(Stored items)
((
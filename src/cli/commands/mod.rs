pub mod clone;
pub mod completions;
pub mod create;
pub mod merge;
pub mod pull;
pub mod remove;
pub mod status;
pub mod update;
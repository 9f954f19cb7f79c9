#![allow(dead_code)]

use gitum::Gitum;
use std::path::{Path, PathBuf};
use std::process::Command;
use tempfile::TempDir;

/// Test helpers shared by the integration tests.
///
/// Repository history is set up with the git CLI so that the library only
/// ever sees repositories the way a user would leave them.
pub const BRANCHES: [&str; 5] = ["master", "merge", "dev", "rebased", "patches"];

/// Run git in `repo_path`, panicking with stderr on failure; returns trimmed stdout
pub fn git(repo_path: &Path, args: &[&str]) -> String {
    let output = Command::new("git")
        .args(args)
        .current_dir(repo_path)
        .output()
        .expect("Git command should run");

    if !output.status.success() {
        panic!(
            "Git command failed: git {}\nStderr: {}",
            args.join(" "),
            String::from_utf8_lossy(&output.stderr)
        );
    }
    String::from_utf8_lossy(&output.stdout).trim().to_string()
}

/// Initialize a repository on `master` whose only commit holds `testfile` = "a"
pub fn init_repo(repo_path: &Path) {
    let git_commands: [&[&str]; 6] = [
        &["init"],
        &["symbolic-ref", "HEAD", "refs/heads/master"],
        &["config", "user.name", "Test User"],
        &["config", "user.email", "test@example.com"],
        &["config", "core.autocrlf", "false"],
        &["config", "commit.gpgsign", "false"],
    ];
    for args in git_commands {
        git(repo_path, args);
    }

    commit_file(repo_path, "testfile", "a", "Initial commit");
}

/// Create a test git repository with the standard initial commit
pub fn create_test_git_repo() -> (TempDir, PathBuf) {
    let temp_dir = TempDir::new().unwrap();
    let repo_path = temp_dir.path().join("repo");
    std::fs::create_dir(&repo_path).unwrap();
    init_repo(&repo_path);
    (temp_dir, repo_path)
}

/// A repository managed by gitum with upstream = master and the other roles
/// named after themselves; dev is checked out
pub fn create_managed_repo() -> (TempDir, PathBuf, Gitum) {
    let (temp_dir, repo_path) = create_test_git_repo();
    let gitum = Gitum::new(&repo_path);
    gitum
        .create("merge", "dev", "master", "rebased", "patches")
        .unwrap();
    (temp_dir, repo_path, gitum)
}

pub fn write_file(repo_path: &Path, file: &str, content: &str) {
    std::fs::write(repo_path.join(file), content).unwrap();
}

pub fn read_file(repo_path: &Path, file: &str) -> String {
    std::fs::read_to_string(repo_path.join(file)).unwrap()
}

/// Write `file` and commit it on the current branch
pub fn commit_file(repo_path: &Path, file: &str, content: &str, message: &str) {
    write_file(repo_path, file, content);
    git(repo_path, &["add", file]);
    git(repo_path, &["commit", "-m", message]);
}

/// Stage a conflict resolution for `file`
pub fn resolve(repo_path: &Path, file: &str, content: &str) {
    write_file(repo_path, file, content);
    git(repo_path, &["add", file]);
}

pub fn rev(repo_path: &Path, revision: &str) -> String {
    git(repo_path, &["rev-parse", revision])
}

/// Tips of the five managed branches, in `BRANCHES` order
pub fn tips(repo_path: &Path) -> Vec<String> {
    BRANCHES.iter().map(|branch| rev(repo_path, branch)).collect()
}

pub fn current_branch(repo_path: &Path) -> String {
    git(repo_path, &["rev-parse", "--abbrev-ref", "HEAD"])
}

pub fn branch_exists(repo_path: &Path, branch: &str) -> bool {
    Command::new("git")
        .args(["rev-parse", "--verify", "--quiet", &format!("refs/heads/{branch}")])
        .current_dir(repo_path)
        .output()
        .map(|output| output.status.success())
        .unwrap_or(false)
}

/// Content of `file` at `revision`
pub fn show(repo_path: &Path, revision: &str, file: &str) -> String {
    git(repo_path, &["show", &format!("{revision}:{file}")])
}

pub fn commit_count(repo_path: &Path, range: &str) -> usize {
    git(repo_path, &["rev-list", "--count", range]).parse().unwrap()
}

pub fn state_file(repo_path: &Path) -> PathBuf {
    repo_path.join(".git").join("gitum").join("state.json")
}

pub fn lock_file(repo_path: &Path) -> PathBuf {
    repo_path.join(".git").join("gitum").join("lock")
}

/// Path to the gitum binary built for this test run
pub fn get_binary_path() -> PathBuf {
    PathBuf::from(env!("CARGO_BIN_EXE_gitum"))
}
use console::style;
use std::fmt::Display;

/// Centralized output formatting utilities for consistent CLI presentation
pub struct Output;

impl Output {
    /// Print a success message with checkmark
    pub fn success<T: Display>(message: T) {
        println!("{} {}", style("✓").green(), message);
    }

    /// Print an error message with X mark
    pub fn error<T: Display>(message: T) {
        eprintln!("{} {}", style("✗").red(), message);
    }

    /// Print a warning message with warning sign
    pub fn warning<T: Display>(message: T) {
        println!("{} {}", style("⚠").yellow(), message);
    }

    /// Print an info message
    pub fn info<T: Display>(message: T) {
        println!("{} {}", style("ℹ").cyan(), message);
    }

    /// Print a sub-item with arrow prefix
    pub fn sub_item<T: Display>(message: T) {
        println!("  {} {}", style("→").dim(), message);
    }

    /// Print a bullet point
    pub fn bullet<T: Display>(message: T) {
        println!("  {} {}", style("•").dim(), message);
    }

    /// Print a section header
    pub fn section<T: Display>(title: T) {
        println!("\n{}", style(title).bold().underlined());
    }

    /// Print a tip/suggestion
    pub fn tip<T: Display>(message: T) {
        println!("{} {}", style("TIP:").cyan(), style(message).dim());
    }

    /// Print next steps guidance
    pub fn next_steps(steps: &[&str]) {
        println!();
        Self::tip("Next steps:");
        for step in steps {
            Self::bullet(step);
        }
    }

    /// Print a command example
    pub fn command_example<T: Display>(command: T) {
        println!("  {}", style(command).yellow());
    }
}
))
Each line above that contains the word "testfile" must be copied.

/// Initialize a repository on `master` whose only commit holds `testfile` = "a"
    commit_file(repo_path, "testfile", "a", "Initial commit");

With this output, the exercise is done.